Jorge Brekke’s Inspector Odd Singsaker series brings the stark Norwegian cold to life in his most ambitious novel yet in The Fifth Element.
Odd is recovering from the short-term effects of the last book, and the long-term effects of a brain tumor that’s been mostly removed. With his wife, Felicia, missing, he’s still on sick leave, but returns to this station to help search for his wife. Felicia was on her way to reconcile with Odd after their brief separation when she disappeared.
Told in what at first seems to be unconnected storylines, the novel pulls all of the threads together in a manner so complex yet compelling, it’s like reading a Rubrik’s cube that makes complete sense by the end in a masterful way.

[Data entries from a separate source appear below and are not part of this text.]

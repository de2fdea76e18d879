//! `embedded-hal` bus adapter
//!
//! Lets generic device drivers run on an SPI host. Words are FIFO words
//! (four bytes each). Caller slices are borrowed only for the duration of
//! a call, so data is staged through two `'static` scratch buffers and
//! transfers longer than the scratch are split into several transactions.
//!
//! Chip select is driven by the host for each transaction. Device drivers
//! that need one chip-select window across several operations should use
//! [`BlockingSpi::execute`] directly.

use embedded_hal::spi::{Error, ErrorKind, ErrorType, SpiBus};
use spi_host_driver::HwErrors;
use spi_host_hal::{SpiHostRegs, Wait};

use crate::blocking::BlockingSpi;
use crate::error::{SdkError, TransferError};
use crate::sdk::SpiSdk;
use crate::sync::SharedState;
use crate::transaction::Buffers;

/// Bus error carrying the SDK error
#[derive(Debug, Clone, Copy, PartialEq, Eq)]
#[cfg_attr(feature = "defmt", derive(defmt::Format))]
pub struct BusError(pub SdkError);

impl Error for BusError {
    fn kind(&self) -> ErrorKind {
        match self.0 {
            SdkError::Hardware(e) if e.intersects(HwErrors::OVERFLOW | HwErrors::UNDERFLOW) => {
                ErrorKind::Overrun
            }
            SdkError::Hardware(e) if e.contains(HwErrors::CSIDINVAL) => ErrorKind::ChipSelectFault,
            _ => ErrorKind::Other,
        }
    }
}

/// TX and RX scratch buffers
pub type Scratch = (Option<&'static mut [u32]>, Option<&'static mut [u32]>);

/// [`SpiBus`] over a blocking handle
pub struct SpiHostBus<'a, R, S, W> {
    spi: BlockingSpi<'a, R, S, W>,
    tx: Option<&'static mut [u32]>,
    rx: Option<&'static mut [u32]>,
}

impl<'a, R, S, W> SpiHostBus<'a, R, S, W>
where
    R: SpiHostRegs,
    S: SharedState<SpiSdk<R>>,
    W: Wait,
{
    /// Wrap `spi` with scratch buffers; the shorter one bounds each chunk
    pub fn new(
        spi: BlockingSpi<'a, R, S, W>,
        tx: &'static mut [u32],
        rx: &'static mut [u32],
    ) -> Self {
        Self {
            spi,
            tx: Some(tx),
            rx: Some(rx),
        }
    }

    /// Give back the handle and whatever scratch the adapter still holds
    pub fn release(self) -> (BlockingSpi<'a, R, S, W>, Scratch) {
        (self.spi, (self.tx, self.rx))
    }

    fn chunk(&self) -> usize {
        let tx = self.tx.as_ref().map_or(0, |b| b.len());
        let rx = self.rx.as_ref().map_or(0, |b| b.len());
        tx.min(rx)
    }

    fn restore(&mut self, buffers: Buffers) {
        if buffers.tx.is_some() {
            self.tx = buffers.tx;
        }
        if buffers.rx.is_some() {
            self.rx = buffers.rx;
        }
    }

    fn settle(&mut self, result: Result<Buffers, TransferError>) -> Result<(), BusError> {
        match result {
            Ok(buffers) => {
                self.restore(buffers);
                Ok(())
            }
            Err(e) => {
                self.restore(e.buffers);
                Err(BusError(e.kind))
            }
        }
    }

    fn scratch(&self) -> Result<usize, BusError> {
        match self.chunk() {
            0 => Err(BusError(SdkError::TxnLenInvalid)),
            n => Ok(n),
        }
    }

    /// Full-duplex chunk of `n` words; `out` is zero padded and the
    /// received words stay in the RX scratch
    fn exchange(&mut self, out: &[u32], n: usize) -> Result<(), BusError> {
        let (tx, rx) = match (self.tx.take(), self.rx.take()) {
            (Some(tx), Some(rx)) => (tx, rx),
            (tx, rx) => {
                self.tx = tx;
                self.rx = rx;
                return Err(BusError(SdkError::TxnLenInvalid));
            }
        };
        for (i, slot) in tx[..n].iter_mut().enumerate() {
            *slot = out.get(i).copied().unwrap_or(0);
        }
        let result = self.spi.transceive(tx, rx, (n * 4) as u32);
        self.settle(result)
    }
}

impl<R, S, W> ErrorType for SpiHostBus<'_, R, S, W> {
    type Error = BusError;
}

impl<'a, R, S, W> SpiBus<u32> for SpiHostBus<'a, R, S, W>
where
    R: SpiHostRegs,
    S: SharedState<SpiSdk<R>>,
    W: Wait,
{
    fn read(&mut self, words: &mut [u32]) -> Result<(), Self::Error> {
        let n = self.scratch()?;
        for chunk in words.chunks_mut(n) {
            let Some(rx) = self.rx.take() else {
                return Err(BusError(SdkError::TxnLenInvalid));
            };
            let result = self.spi.receive(rx, (chunk.len() * 4) as u32);
            self.settle(result)?;
            if let Some(rx) = self.rx.as_deref() {
                chunk.copy_from_slice(&rx[..chunk.len()]);
            }
        }
        Ok(())
    }

    fn write(&mut self, words: &[u32]) -> Result<(), Self::Error> {
        let n = self.scratch()?;
        for chunk in words.chunks(n) {
            let Some(tx) = self.tx.take() else {
                return Err(BusError(SdkError::TxnLenInvalid));
            };
            tx[..chunk.len()].copy_from_slice(chunk);
            let result = self.spi.transmit(tx, (chunk.len() * 4) as u32);
            self.settle(result)?;
        }
        Ok(())
    }

    fn transfer(&mut self, read: &mut [u32], write: &[u32]) -> Result<(), Self::Error> {
        let n = self.scratch()?;
        let total = read.len().max(write.len());
        let mut at = 0;
        while at < total {
            let len = n.min(total - at);
            let out = write.get(at..).unwrap_or(&[]);
            self.exchange(&out[..len.min(out.len())], len)?;
            if let (Some(rx), Some(dst)) = (self.rx.as_deref(), read.get_mut(at..)) {
                let keep = len.min(dst.len());
                dst[..keep].copy_from_slice(&rx[..keep]);
            }
            at += len;
        }
        Ok(())
    }

    fn transfer_in_place(&mut self, words: &mut [u32]) -> Result<(), Self::Error> {
        let n = self.scratch()?;
        for chunk in words.chunks_mut(n) {
            self.exchange(chunk, chunk.len())?;
            if let Some(rx) = self.rx.as_deref() {
                chunk.copy_from_slice(&rx[..chunk.len()]);
            }
        }
        Ok(())
    }

    fn flush(&mut self) -> Result<(), Self::Error> {
        // Every call above returns only after its transaction completed
        Ok(())
    }
}
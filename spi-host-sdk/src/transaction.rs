//! Transactions, buffers and callbacks
//!
//! A [`Transaction`] is the segment list plus the caller's buffers. The
//! buffers are `'static` because the engine keeps them while the transfer
//! runs in interrupt context; they are handed back through the completion
//! callback, the parked [`Completion`] or a [`TransferError`].
//!
//! [`TransferError`]: crate::error::TransferError

use spi_host_core::segment::{
    len_words, segment_list, validate_segments, SegmentError, SegmentList,
};
use spi_host_core::{PeripheralId, Segment};
use spi_host_driver::HwErrors;

use crate::error::SdkError;

/// Caller-owned data buffers of one transaction
#[derive(Debug, Default)]
pub struct Buffers {
    /// Words to transmit
    pub tx: Option<&'static mut [u32]>,
    /// Words of `tx` the transaction sends
    pub tx_len: u32,
    /// Destination for received words
    pub rx: Option<&'static mut [u32]>,
    /// Words of `rx` the transaction fills
    pub rx_len: u32,
}

impl Buffers {
    pub const fn empty() -> Self {
        Self {
            tx: None,
            tx_len: 0,
            rx: None,
            rx_len: 0,
        }
    }

    /// Check that each buffer holds the words the transaction moves
    fn check(&self) -> Result<(), SdkError> {
        fn fits(buf: &Option<&'static mut [u32]>, len: u32) -> bool {
            len == 0 || buf.as_ref().is_some_and(|b| b.len() >= len as usize)
        }
        if fits(&self.tx, self.tx_len) && fits(&self.rx, self.rx_len) {
            Ok(())
        } else {
            Err(SdkError::TxnLenInvalid)
        }
    }
}

/// Segment list and buffers of one transfer
#[derive(Debug)]
pub struct Transaction {
    pub segments: SegmentList,
    pub buffers: Buffers,
}

impl Transaction {
    /// Standard-speed transmit of `len` bytes from `tx`
    pub fn tx(tx: &'static mut [u32], len: u32) -> Self {
        Self::single(
            Segment::tx(len),
            Buffers {
                tx: Some(tx),
                tx_len: len_words(len),
                ..Buffers::empty()
            },
        )
    }

    /// Standard-speed receive of `len` bytes into `rx`
    pub fn rx(rx: &'static mut [u32], len: u32) -> Self {
        Self::single(
            Segment::rx(len),
            Buffers {
                rx: Some(rx),
                rx_len: len_words(len),
                ..Buffers::empty()
            },
        )
    }

    /// Full-duplex exchange of `len` bytes
    pub fn bidir(tx: &'static mut [u32], rx: &'static mut [u32], len: u32) -> Self {
        let words = len_words(len);
        Self::single(
            Segment::bidir(len),
            Buffers {
                tx: Some(tx),
                tx_len: words,
                rx: Some(rx),
                rx_len: words,
            },
        )
    }

    /// Arbitrary segment list
    ///
    /// The buffer lengths are the word totals of the segments, so the list
    /// is validated here. On rejection the buffers come back with the error.
    pub fn generic(
        segments: &[Segment],
        tx: Option<&'static mut [u32]>,
        rx: Option<&'static mut [u32]>,
    ) -> Result<Self, (SdkError, Buffers)> {
        let mut buffers = Buffers {
            tx,
            rx,
            ..Buffers::empty()
        };
        let counts = match validate_segments(segments) {
            Ok(counts) => counts,
            Err(e) => return Err((e.into(), buffers)),
        };
        let segments = match segment_list(segments) {
            Ok(list) => list,
            Err(e) => return Err((e.into(), buffers)),
        };
        buffers.tx_len = counts.tx;
        buffers.rx_len = counts.rx;
        Ok(Self { segments, buffers })
    }

    fn single(segment: Segment, buffers: Buffers) -> Self {
        let mut segments = SegmentList::new();
        // Capacity is at least one
        let _ = segments.push(segment);
        Self { segments, buffers }
    }

    /// Validate segments and buffer sizes without touching hardware
    pub fn validate(&self) -> Result<(), SdkError> {
        validate_segments(&self.segments).map_err(|e| match e {
            SegmentError::InvalidLength { .. } if self.segments.len() == 1 => SdkError::TxnLenInvalid,
            other => other.into(),
        })?;
        self.buffers.check()
    }
}

/// Engine cursors of the running transaction
#[derive(Debug, Clone, Copy, PartialEq, Eq, Default)]
#[cfg_attr(feature = "defmt", derive(defmt::Format))]
pub struct Cursors {
    /// Segments issued
    pub segment: usize,
    /// TX words pushed into the FIFO
    pub tx_word: u32,
    /// RX words pulled from the FIFO
    pub rx_word: u32,
}

/// Called with the buffers when a transaction completes
pub type DoneFn = fn(PeripheralId, Buffers);

/// Called after a watermark refill or drain
pub type WatermarkFn = fn(PeripheralId, &Buffers, Cursors);

/// Called with the error set and in-flight buffers when the hardware aborts
pub type ErrorFn = fn(PeripheralId, HwErrors, Buffers);

/// Optional notifications for a non-blocking transfer
#[derive(Debug, Clone, Copy, Default)]
pub struct Callbacks {
    pub on_done: Option<DoneFn>,
    pub on_tx_watermark: Option<WatermarkFn>,
    pub on_rx_watermark: Option<WatermarkFn>,
    pub on_error: Option<ErrorFn>,
}

impl Callbacks {
    pub const NONE: Self = Self {
        on_done: None,
        on_tx_watermark: None,
        on_rx_watermark: None,
        on_error: None,
    };

    pub const fn on_done(self, f: DoneFn) -> Self {
        Self {
            on_done: Some(f),
            ..self
        }
    }

    pub const fn on_tx_watermark(self, f: WatermarkFn) -> Self {
        Self {
            on_tx_watermark: Some(f),
            ..self
        }
    }

    pub const fn on_rx_watermark(self, f: WatermarkFn) -> Self {
        Self {
            on_rx_watermark: Some(f),
            ..self
        }
    }

    pub const fn on_error(self, f: ErrorFn) -> Self {
        Self {
            on_error: Some(f),
            ..self
        }
    }
}

/// Outcome of a transaction nobody registered a callback for
#[derive(Debug)]
pub struct Completion {
    /// `Err` holds the errors that aborted the transaction
    pub outcome: Result<(), HwErrors>,
    pub buffers: Buffers,
}

#[cfg(test)]
mod tests {
    use super::*;
    use spi_host_core::Speed;

    fn leak(words: usize) -> &'static mut [u32] {
        Box::leak(vec![0u32; words].into_boxed_slice())
    }

    #[test]
    fn test_tx_rounds_length_to_words() {
        let txn = Transaction::tx(leak(2), 5);
        assert_eq!(txn.segments.as_slice(), [Segment::tx(5)]);
        assert_eq!(txn.buffers.tx_len, 2);
        assert_eq!(txn.buffers.rx_len, 0);
        assert!(txn.validate().is_ok());
    }

    #[test]
    fn test_short_buffer_rejected() {
        let txn = Transaction::rx(leak(1), 8);
        assert_eq!(txn.validate(), Err(SdkError::TxnLenInvalid));
    }

    #[test]
    fn test_zero_length_rejected() {
        let txn = Transaction::tx(leak(1), 0);
        assert_eq!(txn.validate(), Err(SdkError::TxnLenInvalid));
    }

    #[test]
    fn test_generic_totals_words() {
        let segs = [
            Segment::tx(4),
            Segment::dummy(8),
            Segment::rx(6).with_speed(Speed::Quad),
        ];
        let txn = Transaction::generic(&segs, Some(leak(1)), Some(leak(2))).unwrap();
        assert_eq!(txn.buffers.tx_len, 1);
        assert_eq!(txn.buffers.rx_len, 2);
        assert!(txn.validate().is_ok());
    }

    #[test]
    fn test_generic_rejects_bidir_quad() {
        let segs = [Segment::bidir(4).with_speed(Speed::Quad)];
        let (kind, buffers) = Transaction::generic(&segs, Some(leak(1)), Some(leak(1))).unwrap_err();
        assert_eq!(kind, SdkError::SegmentInvalid);
        assert!(buffers.tx.is_some());
        assert!(buffers.rx.is_some());
    }

    #[test]
    fn test_generic_requires_buffers_for_used_channels() {
        let segs = [Segment::tx(4), Segment::rx(4)];
        let txn = Transaction::generic(&segs, Some(leak(1)), None).unwrap();
        assert_eq!(txn.validate(), Err(SdkError::TxnLenInvalid));
    }

    #[test]
    fn test_callback_builders() {
        fn done(_: PeripheralId, _: Buffers) {}
        let cbs = Callbacks::NONE.on_done(done);
        assert!(cbs.on_done.is_some());
        assert!(cbs.on_error.is_none());
    }
}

But what a ride it is to that point. There will be the college student who has stolen a huge amount of cocaine at a party, and the thugs sent to find it. There is a corrupt policeman who may or may not be an abusive husband who has murdered before. There will be a young boy kidnapped and left to die, as well as a woman, tired of her abusive husband, who hires a hit man to kill him. But is she all she seems? It seems these are disparate issues, but they all come together.
And then there’s Odd, who finds himself holding a shotgun, with a corpse next to him. Who’s in trouble now?
Outgragously plotted in the most intricate puzzle Auntie M has read in a while, readers will be amazed at how the threads are pulled together in a surprising and satisfying ending.